The focus in this study is on the contexts which are used to calculate the statistical values on the basis of which the phonological structures are inferred. The intention is therefore not to give a full-fledged comparison of the various statistical and data mining techniques that could be used to infer the relevant structures. For the use

of linguistically motivated contexts I consider it to be more important to be able to visually inspect the results of the methods rather than to give some figures of how closely they correspond to some gold standard. A visual inspection enables the researcher to examine specific problems of the methods with some of the elements in the input data. These problems may be linguistically relevant or mere artifacts of the technique that is used. For this reason, a visual analytics approach (see Section 3.4) could also be of great importance for future research in this or similar areas.

In conclusion, the computational nature of the approach offers some desirable as- pects for a scientific investigation of language data. It provides an objective way to analyze the input which is not influenced by the researcher’s idea of what the result of such an analysis should look like. At the same time, the analyses can easily be replicated with the same or different input data in order to test their underlying as- sumptions. Additionally, the computational approach also forces the investigator to be very explicit in setting up the basic assumptions and procedures of the analysis.

Otherwise, the algorithms cannot be implemented in a computer program.

2.5 Motivation

Investigating co-occurrence constraints of sounds within words may be interesting in its own right, for example, for an analysis of the frequency distributions of symbols in the corpus or the description of preferences in the sequencing of sounds for individual languages. However, the reason why I consider statistical tendencies in the combination of sounds to be important for linguistic research is the fact that they potentially contain latent information about the phonological structure of the languages. The main topic of this study is thereby to make use of these tendencies to induce this structure from the data. Interestingly, the information that is contained in the data can be related to structures that are typically derived in a different way, i.e., not by looking at the statistical distribution of sounds within words of a language.

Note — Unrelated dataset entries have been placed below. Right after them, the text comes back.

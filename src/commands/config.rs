use clap::{Subcommand, ValueEnum};
use serde_json::json;

use crate::app::Runtime;
use crate::config::{ensure_profile, profile_mut, profile_ref, save_config, validate_url};
use crate::errors::CliError;
use crate::poem::PoemMode;

#[derive(Debug, Subcommand)]
pub enum ConfigCommand {
    /// Initialize config file and profile
    Init {
        #[arg(long = "api-url")]
        api_url: Option<String>,
        #[arg(long, value_enum, ignore_case = true)]
        mode: Option<PoemMode>,
    },
    /// Read a config key from the active profile
    Get { key: ConfigKey },
    /// Set a config key on the active profile
    Set { key: ConfigKey, value: String },
    /// List all profiles
    Profiles,
    /// Switch active profile
    Use { profile: String },
    /// Print the config file location
    Path,
}

#[derive(Debug, Clone, ValueEnum)]
pub enum ConfigKey {
    #[value(name = "apiUrl")]
    ApiUrl,
    #[value(name = "mode")]
    Mode,
}

pub async fn handle(runtime: &mut Runtime, command: ConfigCommand) -> Result<(), CliError> {
    match command {
        ConfigCommand::Init { api_url, mode } => init(runtime, api_url, mode),
        ConfigCommand::Get { key } => get(runtime, key),
        ConfigCommand::Set { key, value } => set(runtime, key, value),
        ConfigCommand::Profiles => profiles(runtime),
        ConfigCommand::Use { profile } => use_profile(runtime, profile),
        ConfigCommand::Path => path(runtime),
    }
}

fn init(
    runtime: &mut Runtime,
    api_url: Option<String>,
    mode: Option<PoemMode>,
) -> Result<(), CliError> {
    let profile_name = runtime.active_profile();
    ensure_profile(&mut runtime.config, &profile_name);
    if let Some(profile) = profile_mut(&mut runtime.config, &profile_name) {
        if let Some(url) = api_url {
            validate_url(&url)?;
            profile.api_url = url;
        }
        if mode.is_some() {
            profile.mode = mode;
        }
    }

    runtime.config.profile = profile_name;
    let path = save_config(&runtime.config)?;
    runtime.config_path = path.clone();

    if runtime.output.json {
        runtime
            .output
            .print_json(&json!({ "ok": true, "path": path }))?;
    } else {
        runtime
            .output
            .print_human(&format!("Config initialized: {}", path.display()));
    }
    Ok(())
}

fn get(runtime: &Runtime, key: ConfigKey) -> Result<(), CliError> {
    let profile_name = runtime.active_profile();
    let profile = profile_ref(&runtime.config, &profile_name).ok_or_else(|| {
        CliError::Usage(format!(
            "Profile '{profile_name}' not found. Run `poemsmith config init` first."
        ))
    })?;

    let (name, value) = match key {
        ConfigKey::ApiUrl => ("apiUrl", profile.api_url.clone()),
        ConfigKey::Mode => (
            "mode",
            profile.mode.unwrap_or_default().as_str().to_string(),
        ),
    };

    if runtime.output.json {
        runtime
            .output
            .print_json(&json!({ "key": name, "value": value }))?;
    } else {
        runtime.output.print_human(&value);
    }
    Ok(())
}

fn set(runtime: &mut Runtime, key: ConfigKey, value: String) -> Result<(), CliError> {
    let profile_name = runtime.active_profile();
    ensure_profile(&mut runtime.config, &profile_name);
    let profile = profile_mut(&mut runtime.config, &profile_name).ok_or_else(|| {
        CliError::Generic(format!(
            "Failed to resolve profile '{profile_name}' while setting config."
        ))
    })?;

    match key {
        ConfigKey::ApiUrl => {
            validate_url(&value)?;
            profile.api_url = value;
        }
        ConfigKey::Mode => {
            let mode = PoemMode::parse(&value).ok_or_else(|| {
                CliError::Usage(format!("Unknown mode '{value}'. Use `classic` or `1980s`."))
            })?;
            profile.mode = Some(mode);
        }
    }

    let path = save_config(&runtime.config)?;
    runtime.config_path = path;

    if runtime.output.json {
        runtime.output.print_json(&json!({ "ok": true }))?;
    } else {
        runtime.output.print_human("Config updated.");
    }
    Ok(())
}

fn profiles(runtime: &Runtime) -> Result<(), CliError> {
    let active = runtime.active_profile();
    let mut names: Vec<String> = runtime.config.profiles.keys().cloned().collect();
    names.sort();

    if runtime.output.json {
        let payload = names
            .iter()
            .map(|name| {
                let profile = runtime.config.profiles.get(name);
                json!({
                    "name": name,
                    "active": name == &active,
                    "apiUrl": profile.map(|p| p.api_url.clone()).unwrap_or_default(),
                    "mode": profile.and_then(|p| p.mode).unwrap_or_default(),
                })
            })
            .collect::<Vec<_>>();
        runtime.output.print_json(&json!({ "profiles": payload }))?;
        return Ok(());
    }

    for name in names {
        let marker = if name == active { "*" } else { " " };
        let url = runtime
            .config
            .profiles
            .get(&name)
            .map(|p| p.api_url.as_str())
            .unwrap_or("-");
        runtime.output.print_human(&format!("{marker} {name}  {url}"));
    }
    Ok(())
}

fn use_profile(runtime: &mut Runtime, profile_name: String) -> Result<(), CliError> {
    ensure_profile(&mut runtime.config, &profile_name);
    runtime.config.profile = profile_name.clone();
    let path = save_config(&runtime.config)?;
    runtime.config_path = path;

    if runtime.output.json {
        runtime
            .output
            .print_json(&json!({ "ok": true, "profile": profile_name }))?;
    } else {
        runtime
            .output
            .print_human(&format!("Active profile: {profile_name}"));
    }
    Ok(())
}

fn path(runtime: &Runtime) -> Result<(), CliError> {
    if runtime.output.json {
        runtime
            .output
            .print_json(&json!({ "path": runtime.config_path }))?;
    } else {
        runtime
            .output
            .print_human(&runtime.config_path.display().to_string());
    }
    Ok(())
}
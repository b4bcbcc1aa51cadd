use anyhow::Result;
use clap::Parser;
use folio::config::FolioConfig;
use tracing_subscriber::{fmt, EnvFilter};

mod cli;

use cli::{dispatch, Cli};

fn init_logging(verbose: bool) {
    let default_level = if verbose { "folio=debug,warn" } else { "warn" };
    let filter = EnvFilter::try_from_default_env().unwrap_or_else(|_| EnvFilter::new(default_level));
    fmt()
        .with_env_filter(filter)
        .with_writer(std::io::stderr)
        .with_target(false)
        .init();
}

fn main() -> Result<()> {
    let cli = Cli::parse();
    init_logging(cli.verbose);

    let config = FolioConfig::load(cli.config.as_deref())?;
    dispatch(cli.command, &config)
}
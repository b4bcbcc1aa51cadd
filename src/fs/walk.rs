//! Directory traversal with pruning.
//!
//! `TreeWalker` keeps an explicit stack of directories. Child directories are
//! checked against the exclusion list before they are pushed, so an excluded
//! subtree is never opened. Within a directory, files are yielded in name
//! order before any subdirectory is visited.

use std::collections::{BTreeSet, VecDeque};
use std::fs;
use std::path::{Path, PathBuf};

/// Directory names skipped by every walk unless the caller opts out
pub const DEFAULT_EXCLUDED_DIRS: &[&str] = &[
    "_extensions",
    "_freeze",
    "_partials",
    ".idea",
    ".github",
    ".obsidian",
    ".git",
    ".vscode",
    ".quarto",
    "_site",
    "site_libs",
    "node_modules",
    "__pycache__",
];

/// How a walk descends and what it prunes
#[derive(Debug, Clone)]
pub struct WalkOptions {
    pub recursive: bool,
    pub excluded_dirs: BTreeSet<String>,
}

impl Default for WalkOptions {
    fn default() -> Self {
        Self {
            recursive: true,
            excluded_dirs: DEFAULT_EXCLUDED_DIRS.iter().map(|s| s.to_string()).collect(),
        }
    }
}

impl WalkOptions {
    pub fn recursive(mut self, recursive: bool) -> Self {
        self.recursive = recursive;
        self
    }

    /// Add more directory names to prune
    pub fn exclude<I, S>(mut self, names: I) -> Self
    where
        I: IntoIterator<Item = S>,
        S: Into<String>,
    {
        self.excluded_dirs.extend(names.into_iter().map(Into::into));
        self
    }

    pub fn is_excluded(&self, dir_name: &str) -> bool {
        self.excluded_dirs.contains(dir_name)
    }
}

/// Depth-first iterator over the regular files under a root directory
#[derive(Debug)]
pub struct TreeWalker {
    options: WalkOptions,
    dirs: Vec<PathBuf>,
    files: VecDeque<PathBuf>,
}

impl TreeWalker {
    pub fn new(root: impl Into<PathBuf>, options: WalkOptions) -> Self {
        Self {
            options,
            dirs: vec![root.into()],
            files: VecDeque::new(),
        }
    }

    fn expand(&mut self, dir: &Path) {
        let entries = match fs::read_dir(dir) {
            Ok(entries) => entries,
            Err(e) => {
                tracing::warn!(path = %dir.display(), error = %e, "skipping unreadable directory");
                return;
            }
        };

        let mut files = Vec::new();
        let mut subdirs = Vec::new();
        for entry in entries.flatten() {
            let Ok(file_type) = entry.file_type() else {
                continue;
            };
            let path = entry.path();
            if file_type.is_file() {
                files.push(path);
            } else if file_type.is_dir() && self.options.recursive {
                let name = entry.file_name();
                if self.options.is_excluded(&name.to_string_lossy()) {
                    tracing::debug!(path = %path.display(), "pruned excluded directory");
                    continue;
                }
                subdirs.push(path);
            }
        }

        files.sort();
        subdirs.sort();
        self.files.extend(files);
        // Reverse so the alphabetically first directory is popped first
        self.dirs.extend(subdirs.into_iter().rev());
    }
}

impl Iterator for TreeWalker {
    type Item = PathBuf;

    fn next(&mut self) -> Option<PathBuf> {
        loop {
            if let Some(file) = self.files.pop_front() {
                return Some(file);
            }
            let dir = self.dirs.pop()?;
            self.expand(&dir);
        }
    }
}

/// Collect files under `root` whose extension matches `extension` (without dot)
pub fn files_with_extension(root: &Path, extension: &str, options: WalkOptions) -> Vec<PathBuf> {
    TreeWalker::new(root, options)
        .filter(|path| {
            path.extension()
                .is_some_and(|ext| ext.eq_ignore_ascii_case(extension))
        })
        .collect()
}

/// Collect files under `root` whose file name is exactly `file_name`
pub fn files_named(root: &Path, file_name: &str, options: WalkOptions) -> Vec<PathBuf> {
    TreeWalker::new(root, options)
        .filter(|path| path.file_name().is_some_and(|name| name == file_name))
        .collect()
}
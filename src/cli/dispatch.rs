use anyhow::Result;
use folio::commands::{hardlink, metadata, repair, tags};
use folio::config::FolioConfig;

use super::types::{Commands, MetadataCommands, TagsCommands};

pub fn dispatch(command: Commands, config: &FolioConfig) -> Result<()> {
    match command {
        Commands::Hardlink {
            file_name,
            root,
            exclude,
            dry_run,
        } => hardlink::execute(config, &root, file_name, &exclude, dry_run),
        Commands::Repair { target, dry_run } => repair::execute(
            config,
            target.directory.as_deref(),
            target.file.as_deref(),
            target.recursive,
            dry_run,
        ),
        Commands::Tags {
            command,
            target,
            ops,
            dry_run,
        } => match command {
            Some(TagsCommands::List {
                directory,
                recursive,
            }) => tags::list(config, directory.as_deref(), recursive),
            None => tags::execute(
                config,
                tags::TagTarget {
                    directory: target.directory,
                    file: target.file,
                    recursive: target.recursive,
                },
                tags::TagArgs {
                    normalize: ops.normalize,
                    replace: ops.replace,
                    remove: ops.remove,
                    add: ops.add,
                    profile: ops.profile,
                },
                dry_run,
            ),
        },
        Commands::Metadata { command } => match command {
            MetadataCommands::Export {
                base,
                blog,
                output,
                incremental,
                no_inherit,
            } => metadata::export(config, &base, blog, output, incremental, !no_inherit),
            MetadataCommands::Import {
                base,
                sheet,
                blog,
                path,
                dry_run,
                no_inherit,
            } => metadata::import(config, &base, &sheet, blog, path, dry_run, !no_inherit),
        },
    }
}
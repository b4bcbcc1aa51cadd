//! Hard-link deduplication of identically named, identically filled files.
//!
//! The first file with the target name found in traversal order becomes the
//! source. Every later match with the same SHA-256 digest is replaced by a hard
//! link to the source. Matches with different content are never touched.

use std::fs;
use std::path::{Path, PathBuf};

use crate::error::{FolioError, FolioResult};
use crate::fs::digest::{file_identity, sha256_file, FileIdentity};
use crate::fs::walk::{files_named, WalkOptions};
use crate::report::{BatchSummary, Outcome};

#[derive(Debug, Clone)]
pub struct DedupeOptions {
    /// Exact file name to look for
    pub file_name: String,
    pub walk: WalkOptions,
    pub dry_run: bool,
}

/// The file every duplicate gets linked to
#[derive(Debug, Clone, PartialEq, Eq)]
pub struct SourceFile {
    pub path: PathBuf,
    pub digest: String,
    pub identity: Option<FileIdentity>,
}

#[derive(Debug)]
pub enum LinkOutcome {
    /// Replaced by a hard link to the source
    Linked,
    /// Would be replaced (dry run)
    WouldLink,
    /// Already shares storage with the source
    AlreadyLinked,
    /// Left untouched because its content differs from the source
    ContentConflict(FolioError),
    /// Left untouched because of an I/O failure
    Failed(FolioError),
}

#[derive(Debug)]
pub struct Candidate {
    pub path: PathBuf,
    pub outcome: LinkOutcome,
}

#[derive(Debug, Default)]
pub struct DedupeReport {
    pub source: Option<SourceFile>,
    pub candidates: Vec<Candidate>,
    pub summary: BatchSummary,
}

impl DedupeReport {
    fn push(&mut self, path: PathBuf, outcome: LinkOutcome) {
        match &outcome {
            LinkOutcome::Linked | LinkOutcome::WouldLink => self.summary.record(Outcome::Updated),
            LinkOutcome::AlreadyLinked => self.summary.record(Outcome::Unchanged),
            LinkOutcome::ContentConflict(err) | LinkOutcome::Failed(err) => self.summary.record_error(err),
        }
        self.candidates.push(Candidate { path, outcome });
    }
}

/// Replace duplicates of `options.file_name` under `root` with hard links
///
/// # Errors
///
/// Fails only when the source file itself cannot be hashed or inspected.
/// Problems with individual candidates are recorded in the report.
pub fn deduplicate(root: &Path, options: &DedupeOptions) -> FolioResult<DedupeReport> {
    let mut report = DedupeReport::default();

    let matches = files_named(root, &options.file_name, options.walk.clone());

    let mut source: Option<SourceFile> = None;
    for path in matches {
        if source.is_none() {
            let loaded = load_source(&path)?;
            tracing::info!(path = %loaded.path.display(), digest = %loaded.digest, "selected link source");
            source = Some(loaded);
            continue;
        }
        let Some(src) = source.as_ref() else {
            continue;
        };

        let outcome = process_candidate(src, &path, options.dry_run);
        match &outcome {
            LinkOutcome::ContentConflict(_) => {
                tracing::warn!(path = %path.display(), "content differs from source, skipping")
            }
            LinkOutcome::Failed(err) => {
                tracing::error!(path = %path.display(), error = %err, "failed to link candidate")
            }
            other => tracing::debug!(path = %path.display(), outcome = ?other, "candidate processed"),
        }
        report.push(path, outcome);
    }

    report.source = source;
    Ok(report)
}

fn load_source(path: &Path) -> FolioResult<SourceFile> {
    let digest = sha256_file(path).map_err(|e| FolioError::io(path, e))?;
    let identity = file_identity(path).map_err(|e| FolioError::io(path, e))?;
    Ok(SourceFile {
        path: path.to_path_buf(),
        digest,
        identity,
    })
}

fn process_candidate(source: &SourceFile, candidate: &Path, dry_run: bool) -> LinkOutcome {
    let identity = match file_identity(candidate) {
        Ok(identity) => identity,
        Err(e) => return LinkOutcome::Failed(FolioError::io(candidate, e)),
    };
    if identity.is_some() && identity == source.identity {
        return LinkOutcome::AlreadyLinked;
    }

    let digest = match sha256_file(candidate) {
        Ok(digest) => digest,
        Err(e) => return LinkOutcome::Failed(FolioError::io(candidate, e)),
    };
    if digest != source.digest {
        return LinkOutcome::ContentConflict(FolioError::ContentConflict {
            candidate: candidate.to_path_buf(),
            source_path: source.path.clone(),
        });
    }

    if dry_run {
        return LinkOutcome::WouldLink;
    }

    match replace_with_link(&source.path, candidate) {
        Ok(()) => LinkOutcome::Linked,
        Err(e) => LinkOutcome::Failed(FolioError::io(candidate, e)),
    }
}

/// Swap `candidate` for a hard link to `source`
///
/// The link is created under a temporary sibling name and renamed over the
/// candidate, so the candidate path always resolves to one of the two files.
fn replace_with_link(source: &Path, candidate: &Path) -> std::io::Result<()> {
    let name = candidate
        .file_name()
        .map(|n| n.to_string_lossy().to_string())
        .unwrap_or_default();
    let staging = candidate.with_file_name(format!(".{name}.folio-link"));

    if staging.exists() {
        fs::remove_file(&staging)?;
    }
    fs::hard_link(source, &staging)?;
    if let Err(e) = fs::rename(&staging, candidate) {
        let _ = fs::remove_file(&staging);
        return Err(e);
    }
    Ok(())
}
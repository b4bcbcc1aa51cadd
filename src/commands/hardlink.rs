//! `folio hardlink`: link identical copies of a shared file to one source.

use anyhow::{bail, Context, Result};
use colored::Colorize;
use std::path::Path;

use super::common::{display_path, finish, print_header, print_mode, print_section, print_summary};
use crate::config::FolioConfig;
use crate::dedupe::{deduplicate, DedupeOptions, LinkOutcome};

pub fn execute(
    config: &FolioConfig,
    root: &Path,
    file_name: String,
    exclude: &[String],
    dry_run: bool,
) -> Result<()> {
    if !root.is_dir() {
        bail!("Directory not found: {}", root.display());
    }

    print_header("Folio Hardlink");
    print_mode(dry_run);

    let options = DedupeOptions {
        file_name,
        walk: config.walk_options(true, exclude),
        dry_run,
    };
    let report = deduplicate(root, &options)
        .with_context(|| format!("Failed to hash the first '{}'", options.file_name))?;

    let Some(source) = &report.source else {
        println!(
            "{} No file named {} under {}",
            "!".yellow().bold(),
            options.file_name.cyan(),
            root.display()
        );
        return Ok(());
    };

    println!(
        "{} Source: {} {}",
        "→".blue().bold(),
        display_path(&source.path, root),
        format!("(sha256 {})", &source.digest[..12.min(source.digest.len())]).dimmed()
    );
    println!();

    if report.candidates.is_empty() {
        println!("{} No other copies found", "✓".green().bold());
        return Ok(());
    }

    print_section("Copies");
    for candidate in &report.candidates {
        let shown = display_path(&candidate.path, root);
        match &candidate.outcome {
            LinkOutcome::Linked => println!("  {} {}", "✓".green().bold(), shown),
            LinkOutcome::WouldLink => println!("  {} {} {}", "→".blue(), shown, "(would link)".dimmed()),
            LinkOutcome::AlreadyLinked => {
                println!("  {} {} {}", "·".dimmed(), shown, "(already linked)".dimmed())
            }
            LinkOutcome::ContentConflict(_) => {
                println!("  {} {} {}", "!".yellow().bold(), shown, "(content differs)".yellow())
            }
            LinkOutcome::Failed(err) => println!("  {} {}: {}", "✗".red().bold(), shown, err),
        }
    }

    print_summary(&report.summary, dry_run);
    finish(&report.summary)
}
//! Filesystem helpers shared by the utilities.

pub mod digest;
pub mod walk;

pub use digest::{file_identity, sha256_file, FileIdentity};
pub use walk::{files_named, files_with_extension, TreeWalker, WalkOptions, DEFAULT_EXCLUDED_DIRS};
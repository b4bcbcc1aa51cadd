//! Finding the article documents of one or more blogs.

use regex::Regex;
use std::fs;
use std::path::{Component, Path, PathBuf};
use std::sync::LazyLock;
use std::time::{SystemTime, UNIX_EPOCH};

use super::MetadataConfig;
use crate::fs::walk::TreeWalker;

static DATED_DIR: LazyLock<Regex> =
    LazyLock::new(|| Regex::new(r"^\d{4}-\d{2}-\d{2}").expect("valid regex"));

/// An article document found under a base directory
#[derive(Debug, Clone, PartialEq, Eq)]
pub struct DocumentEntry {
    pub path: PathBuf,
    /// Path relative to the base, `/`-separated; the row identity
    pub relative: String,
    pub blog: String,
    /// Creation time, or modification time where creation is not recorded
    pub created: SystemTime,
}

/// Blog directories to scan under `base`
///
/// An explicit `filter` wins; otherwise the configured blogs are used, and
/// with none configured every visible top-level directory is a blog.
pub fn blog_dirs(base: &Path, filter: Option<&str>, config: &MetadataConfig) -> Vec<PathBuf> {
    if let Some(blog) = filter {
        let dir = base.join(blog);
        if !dir.is_dir() {
            tracing::warn!(blog, "blog directory does not exist");
            return Vec::new();
        }
        return vec![dir];
    }

    if !config.blogs.is_empty() {
        return config
            .blogs
            .iter()
            .map(|blog| base.join(blog))
            .filter(|dir| {
                let exists = dir.is_dir();
                if !exists {
                    tracing::warn!(path = %dir.display(), "configured blog not found");
                }
                exists
            })
            .collect();
    }

    let Ok(entries) = fs::read_dir(base) else {
        tracing::warn!(path = %base.display(), "cannot list base directory");
        return Vec::new();
    };
    let mut dirs: Vec<PathBuf> = entries
        .flatten()
        .filter(|entry| entry.file_type().is_ok_and(|t| t.is_dir()))
        .filter(|entry| {
            let name = entry.file_name().to_string_lossy().to_string();
            !name.starts_with('.') && !config.walk.is_excluded(&name)
        })
        .map(|entry| entry.path())
        .collect();
    dirs.sort();
    dirs
}

/// Whether `path` is an article document under the configured rules
pub fn is_article(path: &Path, config: &MetadataConfig) -> bool {
    let Some(name) = path.file_name().map(|n| n.to_string_lossy()) else {
        return false;
    };
    if !config.document_names.iter().any(|doc| *doc == name) || config.excluded_files.contains(&*name) {
        return false;
    }
    if !config.require_dated_dir {
        return true;
    }
    path.parent()
        .and_then(Path::file_name)
        .is_some_and(|dir| DATED_DIR.is_match(&dir.to_string_lossy()))
}

/// Every article under the selected blogs, in traversal order
pub fn discover_documents(base: &Path, filter: Option<&str>, config: &MetadataConfig) -> Vec<DocumentEntry> {
    let mut found = Vec::new();

    for blog_dir in blog_dirs(base, filter, config) {
        let blog = blog_dir
            .file_name()
            .map(|n| n.to_string_lossy().to_string())
            .unwrap_or_default();
        tracing::debug!(blog = %blog, "scanning blog");

        for path in TreeWalker::new(&blog_dir, config.walk.clone()) {
            if !is_article(&path, config) {
                continue;
            }
            found.push(DocumentEntry {
                relative: relative_path(base, &path),
                created: created_time(&path),
                blog: blog.clone(),
                path,
            });
        }
    }

    found
}

/// `/`-joined path of `path` relative to `base`
pub fn relative_path(base: &Path, path: &Path) -> String {
    let relative = path.strip_prefix(base).unwrap_or(path);
    relative
        .components()
        .filter_map(|c| match c {
            Component::Normal(part) => Some(part.to_string_lossy().to_string()),
            _ => None,
        })
        .collect::<Vec<_>>()
        .join("/")
}

fn created_time(path: &Path) -> SystemTime {
    fs::metadata(path)
        .and_then(|m| m.created().or_else(|_| m.modified()))
        .unwrap_or(UNIX_EPOCH)
}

• Phonological features, such as the discrimination of vowels and consonants in Chapter 4 or the distinction of consonants regarding their place of articulation in Chapter 7, are usually defined in terms of articulatory or acoustic properties.

This thesis shows that a clustering of sounds on the basis of these features can also be detected when looking at the distribution of sounds in relevant contexts within words.

• Patterns of vowel harmony (Chapter 6) are detected by systematically comparing contrasts in the exponents of morphological markers with respect to their vowels.

In this work, it will be demonstrated that similar results can be achieved by investigating the distribution of VCV sequences within words.

• The syllabification of words is achieved by assuming certain underlying principles that determine the proper shape of syllables (Chapter 5). Alternatively, sylla- ble boundaries can be approximated from the distribution of consonants at the periphery of words.